Associer citoyenneté française et paiement de l'impôt, obligeant tout citoyen français à payer au minimum l'équivalent ce qu'il paierait en résidant en France.
L'Etat doit procéder à une réorganisation profonde non pas dans les métiers nécessaires régaliens et hospitaliers mais dans son fonctionnement en limitant les redondances y compris avec les régions (la montée en puissance du personnel en région aurait dû s'accompagner d'une baisse équivalente a minima dans la fonction publique d'Etat) ; limiter les postes de haute fonction publique sans affectation et les rendre plus polyvalent, en ce sens la suppression des grands corps avec une fongibilité des postes est intéressante, on pourrait contractualiser sur une période de 5 ans l'accès à ce grand corps, à l'image de l'armée de métier.
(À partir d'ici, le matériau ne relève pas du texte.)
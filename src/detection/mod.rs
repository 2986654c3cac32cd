//! Multi-signal platform detection
//!
//! Each registered platform is checked by its own detector. Detectors collect
//! weighted signals from the tree, a scorer fuses them into a bounded score
//! and the aggregator ranks whatever clears the caller's threshold.

pub mod aggregator;
pub mod confidence;
pub mod dependencies;
pub mod detector;
pub mod engine;
pub mod error;
pub mod extractor;
pub mod framework;
pub mod index;
pub mod sampler;
pub mod scorer;
pub mod types;

pub use aggregator::{aggregate, validate_threshold};
pub use confidence::ConfidenceLevel;
pub use dependencies::{Dependency, DependencySet};
pub use detector::PlatformDetector;
pub use engine::DetectionEngine;
pub use error::DetectionError;
pub use extractor::SignalExtractor;
pub use framework::{FrameworkResolver, ResolvedFramework};
pub use index::TreeIndex;
pub use sampler::{ContentSampler, SampleLimits};
pub use scorer::{CategoryWeights, InvalidWeights, Scorer};
pub use types::{DetectionResult, PlatformCandidate, Signal, SignalCategory};
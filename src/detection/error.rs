use std::path::PathBuf;
use thiserror::Error;

/// Failures that reject a detection request
#[derive(Debug, Error)]
pub enum DetectionError {
    /// The confidence threshold is outside [0.0, 1.0]
    #[error("Invalid confidence threshold {0}: must be between 0.0 and 1.0")]
    InvalidThreshold(f64),

    /// The tree could not be listed at all
    #[error("File tree unavailable at {root:?}: {reason}")]
    TreeUnavailable { root: PathBuf, reason: String },
}
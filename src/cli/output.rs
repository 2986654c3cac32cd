//! Output formatting for multiple formats
//!
//! Detection results and the platform list can be rendered as JSON, YAML or
//! human-readable text. JSON and YAML follow the serialized result contract.
//!
//! # Example
//!
//! ```no_run
//! use stackprobe::cli::output::{OutputFormat, OutputFormatter};
//! use stackprobe::detection::DetectionEngine;
//! use stackprobe::fs::DirectoryTree;
//!
//! # fn example() -> anyhow::Result<()> {
//! let result = DetectionEngine::new().detect(&DirectoryTree::new("."), 0.0)?;
//! let formatter = OutputFormatter::new(OutputFormat::Json);
//! println!("{}", formatter.format(&result)?);
//! # Ok(())
//! # }
//! ```

use anyhow::{Context, Result};
use serde::Serialize;

use crate::detection::{DetectionResult, PlatformCandidate};
use crate::platforms::PlatformRegistry;

const RULE: &str = "\u{2501}\u{2501}\u{2501}\u{2501}\u{2501}\u{2501}\u{2501}\u{2501}\u{2501}\u{2501}\u{2501}\u{2501}\u{2501}\u{2501}\u{2501}\u{2501}\u{2501}\u{2501}\u{2501}\u{2501}\u{2501}\u{2501}\u{2501}\u{2501}\u{2501}\u{2501}\u{2501}\u{2501}\u{2501}\u{2501}\u{2501}\u{2501}\u{2501}\u{2501}\u{2501}\u{2501}\u{2501}\u{2501}\u{2501}\u{2501}\u{2501}\u{2501}";

/// Output format enumeration
#[derive(Debug, Clone, Copy, PartialEq, Eq)]
pub enum OutputFormat {
    /// JSON format (machine-readable)
    Json,
    /// YAML format
    Yaml,
    /// Human-readable formatted text
    Human,
}

/// One registered platform, as listed by `stackprobe platforms`
#[derive(Debug, Clone, Serialize, PartialEq, Eq)]
pub struct PlatformSummary {
    pub id: String,
    pub name: String,
    pub primary_files: Vec<String>,
    pub frameworks: Vec<String>,
    pub build_required: bool,
}

impl PlatformSummary {
    pub fn from_registry(registry: &PlatformRegistry) -> Vec<Self> {
        registry
            .platforms()
            .iter()
            .map(|rules| PlatformSummary {
                id: rules.id.clone(),
                name: rules.name.clone(),
                primary_files: rules.primary_files.iter().map(|p| p.to_string()).collect(),
                frameworks: rules.frameworks.iter().map(|f| f.name.clone()).collect(),
                build_required: rules.build_required,
            })
            .collect()
    }
}

/// Output formatter for detection results
pub struct OutputFormatter {
    format: OutputFormat,
}

impl OutputFormatter {
    /// Creates a new output formatter with the specified format
    pub fn new(format: OutputFormat) -> Self {
        Self { format }
    }

    /// Formats a detection result according to the configured format
    pub fn format(&self, result: &DetectionResult) -> Result<String> {
        match self.format {
            OutputFormat::Json => serde_json::to_string_pretty(result)
                .context("Failed to serialize detection result to JSON"),
            OutputFormat::Yaml => {
                serde_yaml::to_string(result).context("Failed to serialize detection result to YAML")
            }
            OutputFormat::Human => Ok(self.format_human(result)),
        }
    }

    /// Formats the list of registered platforms
    pub fn format_platforms(&self, platforms: &[PlatformSummary]) -> Result<String> {
        match self.format {
            OutputFormat::Json => serde_json::to_string_pretty(platforms)
                .context("Failed to serialize platforms to JSON"),
            OutputFormat::Yaml => {
                serde_yaml::to_string(platforms).context("Failed to serialize platforms to YAML")
            }
            OutputFormat::Human => Ok(self.format_platforms_human(platforms)),
        }
    }

    fn format_human(&self, result: &DetectionResult) -> String {
        let mut output = String::new();

        match &result.primary {
            Some(primary) => {
                output.push_str(&format!("\u{2713} Detected {}\n", primary.platform));
            }
            None => output.push_str("\u{26A0} No platform detected\n"),
        }
        output.push_str(RULE);
        output.push_str("\n\n");

        if result.detections.is_empty() {
            output.push_str(&format!(
                "No candidate reached the minimum confidence of {:.2}.\n",
                result.min_confidence_threshold
            ));
            return output;
        }

        for (i, candidate) in result.detections.iter().enumerate() {
            if i > 0 {
                output.push('\n');
            }
            push_candidate(&mut output, i + 1, candidate);
        }

        output.push_str(&format!(
            "\n{} detection(s) at or above {:.2}\n",
            result.detections.len(),
            result.min_confidence_threshold
        ));
        output
    }

    fn format_platforms_human(&self, platforms: &[PlatformSummary]) -> String {
        let mut output = String::new();
        output.push_str("Supported Platforms\n");
        output.push_str(RULE);
        output.push_str("\n\n");

        for platform in platforms {
            output.push_str(&format!("{} ({})\n", platform.name, platform.id));
            output.push_str(&format!(
                "\u{251C}\u{2500} Primary files: {}\n",
                platform.primary_files.join(", ")
            ));
            if platform.frameworks.is_empty() {
                output.push_str("\u{2514}\u{2500} Frameworks:    (none)\n");
            } else {
                output.push_str(&format!(
                    "\u{2514}\u{2500} Frameworks:    {}\n",
                    platform.frameworks.join(", ")
                ));
            }
        }
        output
    }
}

fn push_candidate(output: &mut String, rank: usize, candidate: &PlatformCandidate) {
    output.push_str(&format!("{}. {}\n", rank, candidate.platform));
    output.push_str(&format!(
        "\u{251C}\u{2500} Framework:   {}\n",
        candidate.framework.as_deref().unwrap_or("(none)")
    ));
    output.push_str(&format!(
        "\u{251C}\u{2500} Build tool:  {}\n",
        candidate.build_tool.as_deref().unwrap_or("(unknown)")
    ));
    output.push_str(&format!(
        "\u{251C}\u{2500} Build:       {}\n",
        match (&candidate.build_command, candidate.build_required) {
            (Some(command), _) => command.as_str(),
            (None, true) => "(required, no command)",
            (None, false) => "(not required)",
        }
    ));
    output.push_str(&format!(
        "\u{251C}\u{2500} Install:     {}\n",
        candidate.install_command.as_deref().unwrap_or("(none)")
    ));

    let filled_blocks = ((candidate.confidence_score * 10.0).round() as usize).min(10);
    let bar = "\u{2588}".repeat(filled_blocks) + &"\u{2591}".repeat(10 - filled_blocks);
    output.push_str(&format!(
        "\u{251C}\u{2500} Confidence:  {} {:.0}% ({})\n",
        bar,
        candidate.confidence_score * 100.0,
        candidate.confidence_level
    ));
    output.push_str(&format!(
        "\u{2514}\u{2500} Evidence:    {}\n",
        candidate.detected_files.join(", ")
    ));
}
Simplifier le mille feuille administratif et les règles applicables à nos concitoyens. La lisibilité des règles et de la loi est une condition sine qua non pour qu'un collectif puisse s'y reconnaitre, l'inverse produit un sentiment d'injustice qui va à l'encontre du sentiment d'appartenance. Le processus législatif doit synthétiser des règles générales et créer des cas particuliers. Laisser à la justice et à la jurisprudence décliner les principes généraux aux cas particuliers.
Rationaliser et limiter les postes politiques : a-t-on encore besoin de deux assemblées, a-t-on besoin d'autant de députés, a-t-on réellement tiré les conclusions de l'émergence d'une fonction politique régionale, a-t-on besoin de 36 000 communes ? Ouvrir et faciliter l'accès aux postes électifs à une plus grande diversité de profils, et enfin dé-professionnaliser la politique.
Supprimer le nombre des agences d'Etat et comités Théodule qui de surcroit sont source de pouvoir réglementaire non démocratique.
Retravailler les taux de TVA en créant notamment une TVA sur les produits non fabriqués en France/Europe ce qui permettrait de rééquilibrer le dumping social, favoriser le made in France/Europe et réduire l'empreinte écologique.
Voilà quelques premières pistes de réflexion.